Hong Kong Office Rents Plunge Nearly 20% Amid Covid-19
Liao Shumin
DATE:  Dec 16 2020
/ SOURCE:  Yicai
Hong Kong Office Rents Plunge Nearly 20% Amid Covid-19 Hong Kong Office Rents Plunge Nearly 20% Amid Covid-19

(Yicai Global) Dec. 16 -- The cost to rent Grade A office space in Hong Kong has fallen by an average of 18.7 percent in the first 11 months as the Covid-19 pandemic takes its toll on the economy and encourages people to work from home, the 21st Century Business Herald reported today.

Rents in Hong Kong's Central District, which once had some of the most expensive leases in the world, are down an average of 21.3 percent, the report said.

Rents in first-tier office blocks have been under pressure since 2018 and have fallen for seven consecutive quarters, it said. It now costs around HKD102 (USD13) per square foot, a return to 2015 levels.

Rents are likely to fall by a further 16 percent next year, said John Siu, managing director of US commercial real estate services firm Cushman & Wakefield’s Hong Kong branch. Another nine new office buildings should be completed by 2022, adding 4.2 million more square feet of rental space to the market, so rents will be under increasing pressure, he added.

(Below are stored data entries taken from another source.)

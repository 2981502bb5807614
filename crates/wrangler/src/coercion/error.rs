use model::core::{data_type::DataType, error::FrameError};
use thiserror::Error;

#[derive(Error, Debug, PartialEq)]
pub enum CoercionError {
    #[error("Column '{0}' is not in the result")]
    MissingColumn(String),

    #[error("Cannot cast value '{value}' in column '{column}' to {dtype}")]
    Cast {
        column: String,
        value: String,
        dtype: DataType,
    },
}

impl From<FrameError> for CoercionError {
    fn from(err: FrameError) -> Self {
        match err {
            FrameError::MissingColumn(column) => CoercionError::MissingColumn(column),
        }
    }
}
use crate::sql::base::{
    adapter::{DatabaseKind, SqlAdapter},
    error::DbError,
    row::DbRow,
};
use async_trait::async_trait;
use model::records::row_set::RowSet;
use rusqlite::{Connection, OpenFlags};
use std::path::{Path, PathBuf};
use tracing::debug;

/// Reads from a local SQLite database file. The file is opened read-only for
/// each query.
#[derive(Debug, Clone)]
pub struct SqliteAdapter {
    path: PathBuf,
}

impl SqliteAdapter {
    pub fn new(path: &Path) -> Self {
        SqliteAdapter {
            path: path.to_path_buf(),
        }
    }

    pub fn path(&self) -> &Path {
        &self.path
    }
}

#[async_trait]
impl SqlAdapter for SqliteAdapter {
    async fn query_rows(&self, sql: &str) -> Result<RowSet, DbError> {
        let path = self.path.clone();
        let sql = sql.to_string();
        tokio::task::spawn_blocking(move || read_rows(&path, &sql)).await?
    }

    fn kind(&self) -> DatabaseKind {
        DatabaseKind::Sqlite
    }
}

fn read_rows(path: &Path, sql: &str) -> Result<RowSet, DbError> {
    debug!("Opening SQLite database '{}'", path.display());
    let mut conn = Connection::open_with_flags(
        path,
        OpenFlags::SQLITE_OPEN_READ_ONLY | OpenFlags::SQLITE_OPEN_NO_MUTEX,
    )?;

    // Dropping an uncommitted transaction rolls it back.
    let tx = conn.transaction()?;
    let rows = collect_rows(&tx, sql)?;
    tx.commit()?;

    debug!("Fetched {} rows from SQLite", rows.len());
    Ok(rows)
}

fn collect_rows(conn: &Connection, sql: &str) -> Result<RowSet, DbError> {
    let mut stmt = conn.prepare(sql)?;
    let columns: Vec<String> = stmt
        .column_names()
        .iter()
        .map(|name| name.to_string())
        .collect();

    let mut result = RowSet::new(columns.clone());
    let mut rows = stmt.query([])?;
    while let Some(row) = rows.next()? {
        result.push(DbRow::SqliteRow(row).values(&columns)?);
    }
    Ok(result)
}

#[cfg(test)]
mod tests {
    use super::*;
    use model::core::value::Value;
    use tempfile::NamedTempFile;

    fn seeded_db() -> NamedTempFile {
        let file = NamedTempFile::new().unwrap();
        let conn = Connection::open(file.path()).unwrap();
        conn.execute_batch(
            "CREATE TABLE users (user_id INTEGER, name TEXT, score REAL, avatar BLOB);
             INSERT INTO users VALUES (7, 'ann', 1.5, x'0102');
             INSERT INTO users VALUES (8, NULL, NULL, NULL);",
        )
        .unwrap();
        file
    }

    #[tokio::test]
    async fn test_query_rows_decodes_storage_classes() {
        let file = seeded_db();
        let adapter = SqliteAdapter::new(file.path());

        let rows = adapter
            .query_rows("SELECT user_id, name, score, avatar FROM users ORDER BY user_id")
            .await
            .unwrap();

        assert_eq!(rows.columns, vec!["user_id", "name", "score", "avatar"]);
        assert_eq!(
            rows.rows[0],
            vec![
                Value::Int(7),
                Value::String("ann".into()),
                Value::Float(1.5),
                Value::Bytes(vec![1, 2]),
            ]
        );
        assert_eq!(rows.rows[1][1], Value::Null);
    }

    #[tokio::test]
    async fn test_empty_result_keeps_columns() {
        let file = seeded_db();
        let adapter = SqliteAdapter::new(file.path());

        let rows = adapter
            .query_rows("SELECT user_id FROM users WHERE user_id > 100")
            .await
            .unwrap();

        assert_eq!(rows.columns, vec!["user_id"]);
        assert!(rows.is_empty());
    }

    #[tokio::test]
    async fn test_bad_sql_propagates_driver_error() {
        let file = seeded_db();
        let adapter = SqliteAdapter::new(file.path());

        let err = adapter.query_rows("SELECT nope FROM users").await.unwrap_err();
        assert!(matches!(err, DbError::Sqlite(_)));
    }

    #[tokio::test]
    async fn test_ping() {
        let file = seeded_db();
        SqliteAdapter::new(file.path()).ping().await.unwrap();
    }
}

Vacancy rates are also climbing, said Eric Ong, chief operating officer of the industrial, commercial and shops division at property agency Midland IC&I. Around 8.1 percent of Grade-A office blocks in Hong Kong’s Central, Western and Admiralty districts now stand empty, a new high since the financial crisis of 2008, he added.

Non-occupancy rates are likely to rise to 14 percent next year, Siu said. It is a stark turnaround from nine years of growing occupancy. The vacancy rates was a low 4.2 percent in August 2018, down from 11.9 percent at the start of 1999.

Trading in Hong Kong’s commercial property market has also become more subdued. Only 60 trades valued at more than HKD100 million (USD12.9 million) have taken place so far this year, far fewer than last year’s 89 and an 80 percent slump from 2018, according to Chicago-based Cushman & Wakefield data.

Hong Kong’s fifth tallest skyscraper owned by tycoon Li Ka-shing sold for a record HKD40.2 billion (USD5.2 billion) in November 2017, indicating how valuable commercial property in the special administrative region once was.